The subject of the destructive pattern of development along Bulgaria's Black Sea coast is nothing new, and need not be the subject of much further discussion here. That over the past three weeks we have seen a handful of developers continuing to work in defiance of the supposed ban on construction during the summer season is hardly news.

Negative coverage of Bulgaria's tourist resorts and facilities in the foreign media is unfortunate in unduly emphasising the shortcomings of this country in particular, but Bulgaria has done itself no great service - pun intended - in deploying serving staff that are, in the main, somewhere between hostile and apathetic, and certainly unsuited to a trade that calls itself the hospitality industry.

And yes, to cite another colleague from The Sofia Echo, Magdalena Rahn spoke for many of us in writing recently about those who persist in venturing in English when one is speaking Bulgarian. I know that in most cases people who continue in English do so out of goodwill, but it is sometimes annoying to go through a conversation, from ordering food to renting an umbrella, with myself speaking Bulgarian and other party speaking English.

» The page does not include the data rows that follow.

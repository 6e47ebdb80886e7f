//! Token resolution chain (§6): env > cached file > gh-CLI-style provider >
//! encrypted secret store > plaintext credentials file. The resolved token
//! is cached to a 0600 file so cron invocations (no keychain access) can
//! re-read it on every pulse.

use std::fs;
use std::path::{Path, PathBuf};
use std::process::Command;

use thiserror::Error;

#[derive(Debug, Error)]
pub enum TokenError {
    #[error("no forge token available from any source")]
    NotFound,
    #[error("io error caching token at {path}: {source}")]
    Cache {
        path: PathBuf,
        #[source]
        source: std::io::Error,
    },
}

#[derive(Debug, Clone, Copy, PartialEq, Eq)]
pub enum TokenSource {
    Env,
    CachedFile,
    GhCli,
    SecretStore,
    PlaintextCredentials,
}

/// Resolve a forge token, trying each source in priority order and caching
/// the winner to `cache_path` with `0600` permissions.
pub fn resolve_token(
    env_var: &str,
    cache_path: &Path,
    plaintext_credentials_path: &Path,
) -> Result<(String, TokenSource), TokenError> {
    if let Ok(token) = std::env::var(env_var) {
        if !token.is_empty() {
            cache_token(cache_path, &token)?;
            return Ok((token, TokenSource::Env));
        }
    }

    if let Ok(cached) = fs::read_to_string(cache_path) {
        let cached = cached.trim().to_string();
        if !cached.is_empty() {
            return Ok((cached, TokenSource::CachedFile));
        }
    }

    if let Some(token) = gh_cli_token() {
        cache_token(cache_path, &token)?;
        return Ok((token, TokenSource::GhCli));
    }

    if let Some(token) = secret_store_token() {
        cache_token(cache_path, &token)?;
        return Ok((token, TokenSource::SecretStore));
    }

    if let Ok(contents) = fs::read_to_string(plaintext_credentials_path) {
        let token = contents.trim().to_string();
        if !token.is_empty() {
            cache_token(cache_path, &token)?;
            return Ok((token, TokenSource::PlaintextCredentials));
        }
    }

    Err(TokenError::NotFound)
}

fn gh_cli_token() -> Option<String> {
    let output = Command::new("gh").args(["auth", "token"]).output().ok()?;
    if output.status.success() {
        let token = String::from_utf8_lossy(&output.stdout).trim().to_string();
        if token.is_empty() { None } else { Some(token) }
    } else {
        None
    }
}

/// Placeholder for a platform-specific encrypted secret store lookup (e.g.
/// macOS Keychain, libsecret). Interactive-only; unavailable from cron,
/// hence its low priority in the chain.
fn secret_store_token() -> Option<String> {
    None
}

fn cache_token(cache_path: &Path, token: &str) -> Result<(), TokenError> {
    if let Some(parent) = cache_path.parent() {
        fs::create_dir_all(parent).map_err(|source| TokenError::Cache {
            path: cache_path.to_path_buf(),
            source,
        })?;
    }
    fs::write(cache_path, token).map_err(|source| TokenError::Cache {
        path: cache_path.to_path_buf(),
        source,
    })?;
    set_owner_only_permissions(cache_path);
    Ok(())
}

#[cfg(unix)]
fn set_owner_only_permissions(path: &Path) {
    use std::os::unix::fs::PermissionsExt;
    if let Ok(meta) = fs::metadata(path) {
        let mut perms = meta.permissions();
        perms.set_mode(0o600);
        let _ = fs::set_permissions(path, perms);
    }
}

#[cfg(not(unix))]
fn set_owner_only_permissions(_path: &Path) {}

#[cfg(test)]
mod tests {
    use super::*;
    use tempfile::tempdir;

    #[test]
    fn env_token_is_preferred_and_cached() {
        let td = tempdir().unwrap();
        let cache_path = td.path().join("token");
        let creds_path = td.path().join("creds");
        unsafe {
            std::env::set_var("FOREMAN_TEST_TOKEN", "env-token");
        }
        let (token, source) =
            resolve_token("FOREMAN_TEST_TOKEN", &cache_path, &creds_path).unwrap();
        assert_eq!(token, "env-token");
        assert_eq!(source, TokenSource::Env);
        assert_eq!(fs::read_to_string(&cache_path).unwrap(), "env-token");
        unsafe {
            std::env::remove_var("FOREMAN_TEST_TOKEN");
        }
    }

    #[test]
    fn falls_back_to_cached_file_when_env_unset() {
        let td = tempdir().unwrap();
        let cache_path = td.path().join("token");
        fs::write(&cache_path, "cached-token").unwrap();
        let creds_path = td.path().join("creds");
        let (token, source) =
            resolve_token("FOREMAN_TEST_TOKEN_UNSET", &cache_path, &creds_path).unwrap();
        assert_eq!(token, "cached-token");
        assert_eq!(source, TokenSource::CachedFile);
    }

    #[test]
    fn returns_not_found_when_nothing_resolves() {
        let td = tempdir().unwrap();
        let cache_path = td.path().join("token");
        let creds_path = td.path().join("creds");
        let result = resolve_token("FOREMAN_TEST_TOKEN_NOPE", &cache_path, &creds_path);
        assert!(matches!(result, Err(TokenError::NotFound)));
    }
}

Another area in which Bulgaria is determined to plunge the dirk into its own belly is the question of pricing. This extends in some cases to room tariffs, and in other cases to prices at restaurants and taverns. Today at Albena I was charged 10.50 leva for two colas and an ice tea, about triple the sum that I have paid in the past three weeks elsewhere. At the place next door, we found out, the same three items would have added up to about 13 leva.

This, in a resort in mid-August which boasts a large number of unhired umbrellas, vacant expanses of sand and place to park, meaning - the numbers of visitors do not match those of previous years. Driving into the resort, a very informal and unscientific count showed almost every second car to have Romanian licence plates.

Those whose countries use the euro and sterling are no longer here in the numbers that they used to be. Those carrying lei may tire of being fleeced as well.

At the place where I bought the two colas and the ice tea, I queried the total payable and in response was shown the cash register receipt (oh right, it must be okay, because those are the figures you typed in). I told the attendant (in Bulgarian): "Foreigners are not all stupid and are not all rich. I am not coming back".

Of course I am, barring Divine decree otherwise, in the summer of 2009, unless we too join Bulgarian holidaymakers' defections to Greece and Turkey. Then again, given the trends of the past few weeks, it may be even easier to find a nice spot on a Bulgarian Black Sea beach or in a hotel. Given other regional trends, we may even be able to watch the Russian navy on manouevres, not far off the coast.